Lindsay Draper Jones (born June 9, 1969, Durham, North Carolina) is an American composer and sound designer for theater, television and film. He has also taught and lectured at numerous universities and schools across the country.

Early life 
At the age of three, he moved to Laurinburg, North Carolina, before finally moving to Winston-Salem, North Carolina at the age of eight, where he would spend the rest of his childhood. He attended the University of North Carolina School of the Arts and received a BFA in Acting.

Career

Theatrical 

Lindsay Jones began his career in sound design and composition for theatre in 1994 when he was asked to design a production of "Suburbia" for Roadworks Productions in Chicago.

Jones made his Broadway debut on October 20, 2013 with the production of "A Time To Kill" at the Golden Theatre, providing both original music and sound design.

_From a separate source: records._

use crate::models::{FormField, Studio};
use crate::ui::layout::{calculate_form_chunks, centered_rect};
use crate::utils::truncate;
use ratatui::{
    Frame,
    layout::Alignment,
    style::{Color, Modifier, Style},
    text::{Line, Span, Text},
    widgets::{Block, Borders, Clear, List, ListItem, Paragraph, Wrap},
};

fn field_value(studio: &Studio, field: FormField) -> String {
    let form = &studio.form;
    match field {
        FormField::Technology => form
            .technology
            .map(|t| t.label().to_string())
            .unwrap_or_else(|| "<choose technology>".to_string()),
        FormField::Topic => form.topic.clone(),
        FormField::NumberOfQuestions => form.number_of_questions.clone(),
        FormField::Difficulty => form
            .difficulty
            .map(|d| d.label().to_string())
            .unwrap_or_else(|| "<choose difficulty>".to_string()),
        FormField::TopicTag => {
            if form.topic_tag.is_empty() {
                "<choose topic tag>".to_string()
            } else {
                form.topic_tag.clone()
            }
        }
        FormField::SubTopicTag => form.sub_topic_tag.clone(),
        FormField::Syllabus => form.syllabus.replace('\n', " "),
        FormField::Prompt => {
            if studio.prompt_loading {
                "<loading...>".to_string()
            } else if form.prompt_edited {
                "(editing below)".to_string()
            } else {
                "(fetched, ^E to edit)".to_string()
            }
        }
    }
}

pub fn draw_form(f: &mut Frame, studio: &Studio) {
    let layout = calculate_form_chunks(f.area());

    let title = if studio.generation_in_flight {
        "MCQ Studio - Code Analysis Questions [generating...]"
    } else {
        "MCQ Studio - Code Analysis Questions"
    };
    let header = Paragraph::new(title)
        .style(
            Style::default()
                .fg(Color::Cyan)
                .add_modifier(Modifier::BOLD),
        )
        .alignment(Alignment::Center)
        .block(Block::default().borders(Borders::ALL));
    f.render_widget(header, layout.header_area);

    let items: Vec<ListItem> = FormField::ALL
        .iter()
        .map(|field| {
            let focused = *field == studio.form_focus;
            let style = if focused {
                Style::default()
                    .fg(Color::Yellow)
                    .add_modifier(Modifier::BOLD)
            } else {
                Style::default()
            };
            let marker = if focused { "> " } else { "  " };
            let value = truncate(&field_value(studio, *field), 60);
            ListItem::new(format!("{marker}{:20} {value}", field.label())).style(style)
        })
        .collect();
    let fields = List::new(items).block(
        Block::default()
            .borders(Borders::ALL)
            .title("Details for Prompt"),
    );
    f.render_widget(fields, layout.fields_area);

    let preview_title = if studio.form.prompt_edited && studio.form_focus == FormField::Prompt {
        "Prompt (editing template)"
    } else {
        "Assembled Prompt"
    };
    let preview_text = if studio.form.prompt_edited && studio.form_focus == FormField::Prompt {
        studio.form.raw_prompt.as_str()
    } else {
        studio.form.message.as_str()
    };
    let preview = Paragraph::new(Text::from(preview_text))
        .wrap(Wrap { trim: false })
        .block(Block::default().borders(Borders::ALL).title(preview_title));
    f.render_widget(preview, layout.preview_area);

    if studio.form.prompt_edited && studio.form_focus == FormField::Prompt {
        let inner_width = layout.preview_area.width.saturating_sub(2) as usize;
        let (line, col) = crate::utils::wrapped_cursor(
            &studio.form.raw_prompt,
            studio.form_cursor,
            inner_width.max(1),
        );
        f.set_cursor_position((
            layout.preview_area.x + 1 + col,
            layout.preview_area.y + 1 + line,
        ));
    }

    if let Some(status) = &studio.status {
        let status_line = Paragraph::new(status.as_str()).style(Style::default().fg(Color::Red));
        f.render_widget(status_line, layout.status_area);
    }

    let ready = studio.form.ready_to_generate() && !studio.generation_in_flight;
    let generate_style = if ready {
        Style::default()
            .fg(Color::Green)
            .add_modifier(Modifier::BOLD)
    } else {
        Style::default().fg(Color::DarkGray)
    };
    let help = Paragraph::new(vec![Line::from(vec![
        Span::styled("^G", generate_style),
        Span::from(" Generate  "),
        Span::styled("^D", Style::default().fg(Color::Cyan)),
        Span::from(" Export CSV  "),
        Span::styled("^L", Style::default().fg(Color::Cyan)),
        Span::from(" Clear  "),
        Span::styled("^E", Style::default().fg(Color::Cyan)),
        Span::from(" Edit Prompt  "),
        Span::styled("Tab", Style::default().fg(Color::Cyan)),
        Span::from(" Editor  "),
        Span::styled("Esc", Style::default().fg(Color::Cyan)),
        Span::from(" Quit"),
    ])])
    .alignment(Alignment::Center)
    .block(Block::default().borders(Borders::ALL));
    f.render_widget(help, layout.help_area);
}

pub fn draw_quit_confirmation(f: &mut Frame) {
    let popup = centered_rect(44, 5, f.area());
    f.render_widget(Clear, popup);
    let dialog = Paragraph::new(vec![
        Line::from("Quit? Unsaved questions will be lost."),
        Line::from(""),
        Line::from(vec![
            Span::styled("y", Style::default().fg(Color::Red)),
            Span::from(" quit   "),
            Span::styled("n", Style::default().fg(Color::Green)),
            Span::from(" stay"),
        ]),
    ])
    .alignment(Alignment::Center)
    .block(
        Block::default()
            .borders(Borders::ALL)
            .title("Confirm Quit")
            .style(Style::default().fg(Color::Yellow)),
    );
    f.render_widget(dialog, popup);
}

His second show on Broadway was "Bronx Bombers" at Circle in the Square Theatre, with its first performance on January 10, 2014. Jones has designed and composed for nearly 60 plays off-Broadway. He has designed and composed for over 500 plays at regional theaters across the United States.

Internationally, his work has been heard at The Royal Shakespeare Company (Stratford-Upon-Avon, England), Stratford Shakespeare Festival (Stratford, Ontario, Canada), Traverse Theatre (Edinburgh, Scotland), Market Theater (Johannesburg, South Africa), Baxter Theatre (Cape Town, South Africa), Standard Theatre (Harare, Zimbabwe), and the English Theatre (Vienna, Austria).

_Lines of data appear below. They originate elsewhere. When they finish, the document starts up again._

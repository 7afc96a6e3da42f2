use std::fs::{File, OpenOptions};
use std::io::Write;
use std::sync::Mutex;

// Diagnostics go to a file because stdout belongs to the terminal UI.
lazy_static::lazy_static! {
    static ref LOGGER: Mutex<Option<File>> = Mutex::new(None);
}

pub fn init() {
    let mut logger = LOGGER.lock().unwrap();
    if logger.is_none()
        && let Ok(file) = OpenOptions::new()
            .create(true)
            .append(true)
            .open("mcq_studio.log")
    {
        *logger = Some(file);
    }
}

pub fn log(message: &str) {
    if let Some(logger) = LOGGER.lock().unwrap().as_mut() {
        let timestamp = std::time::SystemTime::now()
            .duration_since(std::time::UNIX_EPOCH)
            .unwrap()
            .as_secs();
        let _ = writeln!(logger, "[{}] {}", timestamp, message);
    }
}

#[cfg(test)]
mod tests {
    use super::*;

    #[test]
    fn test_logger_init() {
        init();
    }

    #[test]
    fn test_logger_log() {
        init();
        log("Test log message");
    }
}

In addition, Jones collaborated in 2009 and 2010 with Bill T. Jones (no relation) and the Bill T. Jones/Arnie Zane Dance Company on a special multimedia dance concert entitled "Fondly Do We Hope, Fervently Do We Pray", based on the life of Abraham Lincoln. This show played many performances across the United States as well as around the world. The 2011 documentary film "A Good Man" was created about the artistic process of this project.

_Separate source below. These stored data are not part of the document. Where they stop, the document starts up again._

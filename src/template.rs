/// Current values for the prompt template placeholders. Empty values leave
/// their placeholder untouched so the user can see which fields are missing.
#[derive(Debug, Clone, Copy)]
pub struct Substitutions<'a> {
    pub technology: &'a str,
    pub topic: &'a str,
    pub number_of_questions: &'a str,
    pub difficulty: &'a str,
    pub topic_tag: &'a str,
    pub sub_topic_tag: &'a str,
    pub syllabus: &'a str,
}

impl<'a> Substitutions<'a> {
    /// Placeholder tokens paired with their values, in the fixed application
    /// order.
    fn pairs(&self) -> [(&'static str, &'a str); 7] {
        [
            ("{{technology}}", self.technology),
            ("{{topic}}", self.topic),
            ("{{no_of_questions}}", self.number_of_questions),
            ("{{difficulty_level}}", self.difficulty),
            ("{{topic_tag}}", self.topic_tag),
            ("{{sub_topic_tag}}", self.sub_topic_tag),
            ("{{syllabus_details}}", self.syllabus),
        ]
    }
}

/// Replace every occurrence of each placeholder token with its current value.
/// Tokens whose value is empty stay verbatim in the output. Applying the same
/// substitutions twice yields the same result as applying them once.
pub fn substitute(template: &str, values: &Substitutions<'_>) -> String {
    let mut message = template.to_string();
    for (token, value) in values.pairs() {
        if value.is_empty() {
            continue;
        }
        message = message.replace(token, value);
    }
    message
}

#[cfg(test)]
mod tests {
    use super::*;

    fn all_filled() -> Substitutions<'static> {
        Substitutions {
            technology: "Python",
            topic: "recursion",
            number_of_questions: "5",
            difficulty: "Easy",
            topic_tag: "TOPIC_PYTHON_CODING_ANALYSIS",
            sub_topic_tag: "SUB_TOPIC_RECURSION",
            syllabus: "base cases, call stacks",
        }
    }

    #[test]
    fn test_substitute_all_tokens() {
        let template = "Write {{no_of_questions}} {{difficulty_level}} questions \
                        about {{topic}} in {{technology}}. Syllabus: {{syllabus_details}}";
        let result = substitute(template, &all_filled());
        assert_eq!(
            result,
            "Write 5 Easy questions about recursion in Python. \
             Syllabus: base cases, call stacks"
        );
    }

    #[test]
    fn test_substitute_is_global_per_token() {
        let template = "{{topic}} and again {{topic}}";
        let result = substitute(template, &all_filled());
        assert_eq!(result, "recursion and again recursion");
    }

    #[test]
    fn test_empty_value_preserves_placeholder() {
        let mut values = all_filled();
        values.topic = "";
        let template = "Generate questions about {{topic}} in {{technology}}";
        let result = substitute(template, &values);
        assert_eq!(result, "Generate questions about {{topic}} in Python");
    }

    #[test]
    fn test_substitute_is_idempotent() {
        let template = "{{technology}} / {{topic}} / {{sub_topic_tag}} / {{missing}}";
        let values = all_filled();
        let once = substitute(template, &values);
        let twice = substitute(&once, &values);
        assert_eq!(once, twice);
    }

    #[test]
    fn test_unknown_tokens_left_alone() {
        let result = substitute("{{something_else}}", &all_filled());
        assert_eq!(result, "{{something_else}}");
    }

    #[test]
    fn test_all_empty_is_identity() {
        let values = Substitutions {
            technology: "",
            topic: "",
            number_of_questions: "",
            difficulty: "",
            topic_tag: "",
            sub_topic_tag: "",
            syllabus: "",
        };
        let template = "{{technology}} {{topic}} {{no_of_questions}}";
        assert_eq!(substitute(template, &values), template);
    }
}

In October 2020, he was nominated for the Tony Award for Best Original Score for his work on Slave Play.

Film 

Lindsay Jones has composed numerous original scores for film, television, video games, commercials and other media projects.

His first major success in film came with the release of the 2005 documentary film A Note of Triumph: The Golden Age of Norman Corwin, directed by Eric Simonson and produced for HBO Films. The movie went on to win the Academy Award for Best Documentary (Short Subject) and Jones' score was described by a reviewer as "very varied and poignant" and "a great setting for Corwin's persona".

Other films that Jones has scored includes: The Brass Teapot  (directed by Ramaa Mosley), Defamation, Hollywood Forever, Mary, Ash, Grace, KinShip, Los Desaparecidos, Asparagus! Stalking The American Life, Urban Scrawls, American Passport, Armed Response, Alfred Mann, and Cleave Land.

He made his television scoring debut with Family Practice on the Lifetime Network, produced by Sony Television.

Jones recently made his first entry into scoring video games with The Digits: Fraction Blast.

Jones has created music for a number of commercials including Martha Stewart/Staples, Nike, the Life Foundation and the audio logo for Dow Microbial Control. In addition, an excerpt of Jones's sound design for "Fondly Do We Hope, Fervently Do We Pray" was featured on the CBS telecast of the 2010 Kennedy Center Honors.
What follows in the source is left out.